I also had a concern about the
get_legal_moves
function: https://github.com/AlphaZeroIncubator/AlphaZero/blob/577f287aeee0f15c4d6e6d64daf7673ac3b75d1b/alphazero/_game.py#L465Should'nt this function return a list of integers corresponding of the columns that are not full ? That is do something like:
return torch.where( board[0,:] == -1)[0]
I had a similar concern with the dimension of the PolicyHead of the network, that might not necessarily be of the dimensions of the board: #37 (comment)
Fixed this, but rather than returning the torch.where(), I'm thinking just:
return board[0,:] == -1
since in the TTT Sid wrote, we are returning a boolean tensor of the legal moves.

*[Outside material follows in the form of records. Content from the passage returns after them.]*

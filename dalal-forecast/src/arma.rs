//! ARMA estimation on a differenced series by two-stage least squares.
//!
//! Stage one fits a long autoregression to recover innovation estimates;
//! stage two regresses the series on its own lags and on lagged innovations
//! (Hannan-Rissanen). Lag sets are arbitrary, which lets the same code fit a
//! plain `(p, q)` model and a multiplicative weekly-seasonal one with its
//! polynomial products expanded into free coefficients.

use dalal_core::DalalError;

use crate::linalg::NormalEquations;

const RIDGE: f64 = 1e-8;

/// Which lags enter the autoregressive and moving-average parts.
#[derive(Debug, Clone, PartialEq, Eq)]
pub(crate) struct ArmaSpec {
    ar_lags: Vec<usize>,
    ma_lags: Vec<usize>,
}

impl ArmaSpec {
    pub(crate) fn new(mut ar_lags: Vec<usize>, mut ma_lags: Vec<usize>) -> Self {
        for v in [&mut ar_lags, &mut ma_lags] {
            v.retain(|&l| l > 0);
            v.sort_unstable();
            v.dedup();
        }
        Self { ar_lags, ma_lags }
    }

    /// Plain ARMA(p, q).
    pub(crate) fn contiguous(p: usize, q: usize) -> Self {
        Self::new((1..=p).collect(), (1..=q).collect())
    }

    /// ARMA(p, q) x (1, 1) with the given seasonal period.
    ///
    /// `(1 - a(B))(1 - A B^s)` expands to lags `1..=p`, `s` and `s+1..=s+p`;
    /// the moving-average side expands the same way with `q`.
    pub(crate) fn seasonal(p: usize, q: usize, period: usize) -> Self {
        let expand = |order: usize| -> Vec<usize> {
            (1..=order)
                .chain(std::iter::once(period))
                .chain((1..=order).map(|l| period + l))
                .collect()
        };
        Self::new(expand(p), expand(q))
    }

    pub(crate) fn max_ar(&self) -> usize {
        self.ar_lags.last().copied().unwrap_or(0)
    }

    pub(crate) fn max_ma(&self) -> usize {
        self.ma_lags.last().copied().unwrap_or(0)
    }

    pub(crate) fn n_params(&self) -> usize {
        1 + self.ar_lags.len() + self.ma_lags.len()
    }
}

/// Sample layout: the long-AR order of stage one and the first regression row.
///
/// Holding `start` fixed across candidate orders keeps their information
/// criteria comparable.
#[derive(Debug, Clone, Copy, PartialEq, Eq)]
pub(crate) struct Layout {
    pub(crate) long_ar: usize,
    pub(crate) start: usize,
}

impl Layout {
    /// Layout able to host every spec with AR lags up to `max_ar` and MA lags
    /// up to `max_ma` on a series of length `n`.
    pub(crate) fn covering(n: usize, max_ar: usize, max_ma: usize) -> Self {
        if max_ma == 0 {
            return Self {
                long_ar: 0,
                start: max_ar,
            };
        }
        let max_lag = max_ar.max(max_ma);
        let long_ar = (2 * max_lag).min((n / 5).max(1)).max(1);
        Self {
            long_ar,
            start: (long_ar + max_ma).max(max_ar),
        }
    }

    pub(crate) fn for_spec(n: usize, spec: &ArmaSpec) -> Self {
        Self::covering(n, spec.max_ar(), spec.max_ma())
    }
}

/// A fitted ARMA model together with the data it was fitted on.
#[derive(Debug, Clone)]
pub(crate) struct ArmaFit {
    spec: ArmaSpec,
    intercept: f64,
    ar: Vec<f64>,
    ma: Vec<f64>,
    sigma2: f64,
    aic: f64,
    data: Vec<f64>,
    residuals: Vec<f64>,
}

fn long_ar_residuals(w: &[f64], order: usize) -> Option<Vec<f64>> {
    let n = w.len();
    let mut e = vec![0.0; n];
    if order == 0 {
        return Some(e);
    }
    let mut ne = NormalEquations::new(order + 1);
    let mut row = vec![0.0; order + 1];
    let fill = |t: usize, row: &mut [f64]| {
        row[0] = 1.0;
        for l in 1..=order {
            row[l] = w[t - l];
        }
    };
    for t in order..n {
        fill(t, &mut row);
        ne.add(&row, w[t]);
    }
    let beta = ne.solve(RIDGE)?;
    for t in order..n {
        fill(t, &mut row);
        e[t] = w[t] - dot(&beta, &row);
    }
    Some(e)
}

fn dot(a: &[f64], b: &[f64]) -> f64 {
    a.iter().zip(b).map(|(x, y)| x * y).sum()
}

/// Fit `spec` to `w` using the given sample layout.
pub(crate) fn fit(
    w: &[f64],
    spec: &ArmaSpec,
    layout: Layout,
    model: &str,
) -> Result<ArmaFit, DalalError> {
    let n = w.len();
    let k = spec.n_params();
    if layout.start < spec.max_ar()
        || (spec.max_ma() > 0 && layout.start < layout.long_ar + spec.max_ma())
    {
        return Err(DalalError::model_fit(model, "layout does not cover the lag set"));
    }
    if n < layout.start + k + 3 {
        return Err(DalalError::model_fit(
            model,
            format!("{n} observations too few for {k} parameters"),
        ));
    }
    if w.iter().any(|v| !v.is_finite()) {
        return Err(DalalError::model_fit(model, "non-finite input"));
    }

    let innovations = if spec.ma_lags.is_empty() {
        vec![0.0; n]
    } else {
        long_ar_residuals(w, layout.long_ar)
            .ok_or_else(|| DalalError::model_fit(model, "long autoregression is singular"))?
    };

    let mut row = vec![0.0; k];
    let fill = |t: usize, row: &mut [f64]| {
        row[0] = 1.0;
        let mut i = 1;
        for &l in &spec.ar_lags {
            row[i] = w[t - l];
            i += 1;
        }
        for &l in &spec.ma_lags {
            row[i] = innovations[t - l];
            i += 1;
        }
    };

    let mut ne = NormalEquations::new(k);
    for t in layout.start..n {
        fill(t, &mut row);
        ne.add(&row, w[t]);
    }
    let beta = ne
        .solve(RIDGE)
        .ok_or_else(|| DalalError::model_fit(model, "singular design"))?;

    let mut residuals = innovations.clone();
    let mut rss = 0.0;
    for t in layout.start..n {
        fill(t, &mut row);
        let e = w[t] - dot(&beta, &row);
        residuals[t] = e;
        rss += e * e;
    }

    let n_eff = ne.rows();
    let scale = w.iter().map(|v| v * v).sum::<f64>() / n as f64;
    // A perfect fit (e.g. constant differences) would send the criterion to
    // minus infinity; floor the variance relative to the data's scale.
    let sigma2 = (rss / n_eff as f64).max(1e-10 * scale.max(1e-12));
    let aic = (n_eff as f64).mul_add(sigma2.ln(), 2.0 * (k + 1) as f64);
    if !aic.is_finite() {
        return Err(DalalError::model_fit(model, "non-finite information criterion"));
    }

    let n_ar = spec.ar_lags.len();
    Ok(ArmaFit {
        spec: spec.clone(),
        intercept: beta[0],
        ar: beta[1..=n_ar].to_vec(),
        ma: beta[1 + n_ar..].to_vec(),
        sigma2,
        aic,
        data: w.to_vec(),
        residuals,
    })
}

impl ArmaFit {
    pub(crate) const fn aic(&self) -> f64 {
        self.aic
    }

    pub(crate) const fn sigma2(&self) -> f64 {
        self.sigma2
    }

    /// Out-of-sample forecasts of the fitted series for `steps` steps.
    pub(crate) fn forecast(&self, steps: usize) -> Vec<f64> {
        let n = self.data.len();
        let mut x = self.data.clone();
        let mut e = self.residuals.clone();
        x.reserve(steps);
        e.reserve(steps);
        for h in 0..steps {
            let t = n + h;
            let mut v = self.intercept;
            for (&l, a) in self.spec.ar_lags.iter().zip(&self.ar) {
                v += a * x[t - l];
            }
            for (&l, b) in self.spec.ma_lags.iter().zip(&self.ma) {
                v += b * e[t - l];
            }
            x.push(v);
            e.push(0.0);
        }
        x.split_off(n)
    }

    /// MA(infinity) weights `psi_0..psi_{count-1}`.
    pub(crate) fn psi_weights(&self, count: usize) -> Vec<f64> {
        let mut psi = Vec::with_capacity(count);
        for j in 0..count {
            if j == 0 {
                psi.push(1.0);
                continue;
            }
            let mut v = self
                .spec
                .ma_lags
                .iter()
                .zip(&self.ma)
                .find(|(l, _)| **l == j)
                .map_or(0.0, |(_, b)| *b);
            for (&l, a) in self.spec.ar_lags.iter().zip(&self.ar) {
                if l <= j {
                    v += a * psi[j - l];
                }
            }
            psi.push(v);
        }
        psi
    }
}

/// Price-level forecast with a symmetric or floored band.
#[derive(Debug, Clone, PartialEq)]
pub(crate) struct Band {
    pub(crate) mean: Vec<f64>,
    pub(crate) lower: Vec<f64>,
    pub(crate) upper: Vec<f64>,
}

impl Band {
    /// Flat line at `level` with zero width.
    pub(crate) fn flat(level: f64, steps: usize) -> Self {
        Self {
            mean: vec![level; steps],
            lower: vec![level; steps],
            upper: vec![level; steps],
        }
    }

    pub(crate) fn terminal(&self) -> Option<f64> {
        self.mean.last().copied()
    }

    pub(crate) fn floor_lower(&mut self, floor: f64) {
        for v in &mut self.lower {
            *v = v.max(floor);
        }
    }

    fn is_finite(&self) -> bool {
        self.mean
            .iter()
            .chain(&self.lower)
            .chain(&self.upper)
            .all(|v| v.is_finite())
    }
}

/// First differences.
pub(crate) fn diff(xs: &[f64]) -> Vec<f64> {
    xs.windows(2).map(|w| w[1] - w[0]).collect()
}

/// Undo one order of differencing: price-level forecast and `z`-sigma band.
pub(crate) fn integrate(
    fit: &ArmaFit,
    last_level: f64,
    steps: usize,
    z: f64,
    model: &str,
) -> Result<Band, DalalError> {
    let dw = fit.forecast(steps);
    let psi = fit.psi_weights(steps);

    let mut band = Band {
        mean: Vec::with_capacity(steps),
        lower: Vec::with_capacity(steps),
        upper: Vec::with_capacity(steps),
    };
    let mut level = last_level;
    let mut cum_psi = 0.0;
    let mut var_sum = 0.0;
    for (d, p) in dw.iter().zip(&psi) {
        level += d;
        cum_psi += p;
        var_sum += cum_psi * cum_psi;
        let half = z * (fit.sigma2() * var_sum).sqrt();
        band.mean.push(level);
        band.lower.push(level - half);
        band.upper.push(level + half);
    }
    if !band.is_finite() {
        return Err(DalalError::model_fit(model, "forecast diverged"));
    }
    Ok(band)
}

I did some short test for self-play on the server. I needed to modify few things, so I created a branch 'self_play_speed_test'. I used cProfiler for the profiling, here is the output of
python -m cProfile -s cumulative speed_test.py
(the result are sorted by cumulative time), for a TicTacToe game of 9 moves and 100 mcts run per move:The self-play took about 9s, and 7.8s are used by the network evaluations (
calc_policy_value
) so that the MCTS logic takes the remaining 1.2s. It would be nice to check the results for Connect4, but I was unable to run it. Did you get similar results when running MCTS?So, we need to improve the performance of the 'inference task' (and also MCTS if possible), using for instance multiple processes.